# EXERCISE BRIEF
Check the records below line by line, and report how many lines include the string "logging". No other words are needed.

# GIVEN RECORDS
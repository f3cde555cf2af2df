//! Grants and the token records minted from them.
//!
//! A grant is the server-side authorization a client holds. Every token the
//! dispatcher mints (authorization code, access, refresh, ID) is persisted as a
//! [`TokenRecord`] carrying a snapshot of its grant. Only the SHA-256 digest of
//! the token value is kept.

use serde::{Deserialize, Serialize};
use std::collections::BTreeMap;
use std::collections::BTreeSet;
use time::OffsetDateTime;

use super::client::GrantType;

/// Scope value that triggers ID token issuance.
pub const OPENID_SCOPE: &str = "openid";

/// An authenticated end-user.
#[derive(Debug, Clone, PartialEq, Serialize, Deserialize)]
pub struct ResourceOwner {
    /// Stable user identifier, used as `sub`.
    pub id: String,
    /// Login name.
    pub username: String,
    /// Additional claims released into ID tokens in legacy mode.
    #[serde(default)]
    pub claims: BTreeMap<String, serde_json::Value>,
}

impl ResourceOwner {
    /// Creates a resource owner without extra claims.
    #[must_use]
    pub fn new(id: impl Into<String>, username: impl Into<String>) -> Self {
        Self {
            id: id.into(),
            username: username.into(),
            claims: BTreeMap::new(),
        }
    }
}

/// Server-side authorization bound to exactly one client.
#[derive(Debug, Clone, PartialEq, Serialize, Deserialize)]
pub struct AuthorizationGrant {
    /// Grant identifier shared by all tokens minted from it.
    pub grant_id: String,
    /// How the grant was obtained.
    pub grant_type: GrantType,
    /// Owning client.
    pub client_id: String,
    /// End-user, absent for client credentials.
    #[serde(default, skip_serializing_if = "Option::is_none")]
    pub user: Option<ResourceOwner>,
    /// Authorized scopes.
    #[serde(default)]
    pub scopes: BTreeSet<String>,
    /// OIDC nonce from the authorization request.
    #[serde(default, skip_serializing_if = "Option::is_none")]
    pub nonce: Option<String>,
    /// PKCE code challenge.
    #[serde(default, skip_serializing_if = "Option::is_none")]
    pub code_challenge: Option<String>,
    /// PKCE code challenge method (`S256` or `plain`).
    #[serde(default, skip_serializing_if = "Option::is_none")]
    pub code_challenge_method: Option<String>,
    /// Session the grant was issued under.
    #[serde(default, skip_serializing_if = "Option::is_none")]
    pub session_id: Option<String>,
    /// Authorization code the grant was redeemed from. Links every token back
    /// to its code for replay purging.
    #[serde(default, skip_serializing_if = "Option::is_none")]
    pub authorization_code: Option<String>,
    /// End-user authentication time.
    #[serde(
        default,
        skip_serializing_if = "Option::is_none",
        with = "time::serde::rfc3339::option"
    )]
    pub auth_time: Option<OffsetDateTime>,
    /// ACR the end-user authenticated with.
    #[serde(default, skip_serializing_if = "Option::is_none")]
    pub acr: Option<String>,
}

impl AuthorizationGrant {
    /// Creates a grant with a fresh identifier.
    #[must_use]
    pub fn new(grant_type: GrantType, client_id: impl Into<String>) -> Self {
        Self {
            grant_id: uuid::Uuid::new_v4().to_string(),
            grant_type,
            client_id: client_id.into(),
            user: None,
            scopes: BTreeSet::new(),
            nonce: None,
            code_challenge: None,
            code_challenge_method: None,
            session_id: None,
            authorization_code: None,
            auth_time: None,
            acr: None,
        }
    }

    /// Sets the end-user.
    #[must_use]
    pub fn with_user(mut self, user: ResourceOwner) -> Self {
        self.user = Some(user);
        self
    }

    /// Sets the authorized scopes.
    #[must_use]
    pub fn with_scopes<S: Into<String>>(mut self, scopes: impl IntoIterator<Item = S>) -> Self {
        self.scopes = scopes.into_iter().map(Into::into).collect();
        self
    }

    /// Sets the PKCE challenge and method.
    #[must_use]
    pub fn with_code_challenge(
        mut self,
        challenge: impl Into<String>,
        method: impl Into<String>,
    ) -> Self {
        self.code_challenge = Some(challenge.into());
        self.code_challenge_method = Some(method.into());
        self
    }

    /// Binds the grant to a session.
    #[must_use]
    pub fn with_session(mut self, session_id: impl Into<String>) -> Self {
        self.session_id = Some(session_id.into());
        self
    }

    /// Sets the OIDC nonce.
    #[must_use]
    pub fn with_nonce(mut self, nonce: impl Into<String>) -> Self {
        self.nonce = Some(nonce.into());
        self
    }

    /// Returns `true` when `openid` was authorized.
    #[must_use]
    pub fn is_openid(&self) -> bool {
        self.scopes.contains(OPENID_SCOPE)
    }

    /// Space-delimited scope string.
    #[must_use]
    pub fn scope_string(&self) -> String {
        join_scopes(&self.scopes)
    }

    /// Username of the end-user, if any.
    #[must_use]
    pub fn username(&self) -> Option<&str> {
        self.user.as_ref().map(|u| u.username.as_str())
    }
}

/// Kind of a minted token.
#[derive(Debug, Clone, Copy, PartialEq, Eq, Hash, Serialize, Deserialize)]
#[serde(rename_all = "snake_case")]
pub enum TokenKind {
    /// Single-use authorization code.
    AuthorizationCode,
    /// Bearer access token.
    AccessToken,
    /// Refresh token.
    RefreshToken,
    /// OIDC ID token.
    IdToken,
}

impl std::fmt::Display for TokenKind {
    fn fmt(&self, f: &mut std::fmt::Formatter<'_>) -> std::fmt::Result {
        let s = match self {
            Self::AuthorizationCode => "authorization_code",
            Self::AccessToken => "access_token",
            Self::RefreshToken => "refresh_token",
            Self::IdToken => "id_token",
        };
        f.write_str(s)
    }
}

/// Persisted token, keyed by the SHA-256 digest of its value.
#[derive(Debug, Clone, PartialEq, Serialize, Deserialize)]
pub struct TokenRecord {
    /// SHA-256 digest of the token value (hex).
    pub token_hash: String,
    /// Token kind.
    pub kind: TokenKind,
    /// Grant the token was minted from.
    pub grant: AuthorizationGrant,
    /// Scopes this particular token carries.
    #[serde(default)]
    pub scopes: BTreeSet<String>,
    /// When the token was minted.
    #[serde(with = "time::serde::rfc3339")]
    pub created_at: OffsetDateTime,
    /// When the token stops being valid.
    #[serde(with = "time::serde::rfc3339")]
    pub expires_at: OffsetDateTime,
}

impl TokenRecord {
    /// Creates a record for a plaintext token value.
    #[must_use]
    pub fn new(
        token: &str,
        kind: TokenKind,
        grant: AuthorizationGrant,
        created_at: OffsetDateTime,
        lifetime: std::time::Duration,
    ) -> Self {
        let scopes = grant.scopes.clone();
        Self {
            token_hash: hash_token(token),
            kind,
            grant,
            scopes,
            created_at,
            expires_at: created_at + lifetime,
        }
    }

    /// Overrides the token's scope set.
    #[must_use]
    pub fn with_scopes(mut self, scopes: BTreeSet<String>) -> Self {
        self.scopes = scopes;
        self
    }

    /// Returns `true` once `now` is past the expiry.
    #[must_use]
    pub fn is_expired(&self, now: OffsetDateTime) -> bool {
        now >= self.expires_at
    }

    /// Returns `true` for an unexpired token of `kind` issued to `client_id`.
    #[must_use]
    pub fn is_live_for(&self, kind: TokenKind, client_id: &str, now: OffsetDateTime) -> bool {
        self.kind == kind && self.grant.client_id == client_id && !self.is_expired(now)
    }
}

/// Hash a token value using SHA-256.
#[must_use]
pub fn hash_token(token: &str) -> String {
    use sha2::{Digest, Sha256};
    let mut hasher = Sha256::new();
    hasher.update(token.as_bytes());
    hex::encode(hasher.finalize())
}

/// Generate a cryptographically secure random token.
///
/// Returns a 256-bit random value encoded as base64url (43 characters).
#[must_use]
pub fn generate_token() -> String {
    use base64::Engine;
    use base64::engine::general_purpose::URL_SAFE_NO_PAD;

    let mut bytes = [0u8; 32];
    rand::Rng::fill(&mut rand::thread_rng(), &mut bytes);
    URL_SAFE_NO_PAD.encode(bytes)
}

/// Splits a space-delimited scope parameter. Blank entries are dropped.
#[must_use]
pub fn parse_scopes(scope: &str) -> BTreeSet<String> {
    scope.split_whitespace().map(str::to_string).collect()
}

/// Joins scopes with single spaces.
#[must_use]
pub fn join_scopes(scopes: &BTreeSet<String>) -> String {
    scopes.iter().map(String::as_str).collect::<Vec<_>>().join(" ")
}
//! # gatehouse-auth
//!
//! OAuth 2.0 / OpenID Connect protocol core for the Gatehouse authorization
//! server.
//!
//! This crate provides:
//! - Browser session engine with step-up authentication and idle expiry
//! - Token endpoint grant dispatcher (authorization code, refresh token,
//!   client credentials, password, UMA ticket)
//! - RP-initiated logout with front-channel notification
//! - Audit logging for token and session events
//!
//! ## Modules
//!
//! - [`config`] - Protocol configuration
//! - [`session`] - Session model, cookies and the session service
//! - [`oauth`] - Grant dispatcher, PKCE and end-session coordinator
//! - [`token`] - JWT signing
//! - [`storage`] - Store adapter traits and in-memory adapters
//! - [`audit`] - Security event audit logging
//! - [`http`] - Axum HTTP handlers

pub mod audit;
pub mod clock;
pub mod config;
pub mod context;
pub mod credentials;
pub mod error;
pub mod http;
pub mod oauth;
pub mod session;
pub mod storage;
pub mod token;
pub mod types;

#[cfg(test)]
pub(crate) mod testing;

pub use config::{AuthConfig, ConfigError};
pub use context::RequestContext;
pub use error::{AuthError, AuthResult, ErrorCategory, StoreError, StoreErrorKind};
pub use http::{AuthState, router};
pub use oauth::{
    EndSessionCoordinator, EndSessionParams, GrantDispatcher, TokenRequest, TokenResponse,
};
pub use session::{Session, SessionService, SessionState};
pub use types::{AuthorizationGrant, Client, GrantType, ResourceOwner};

# THE ANSWER
2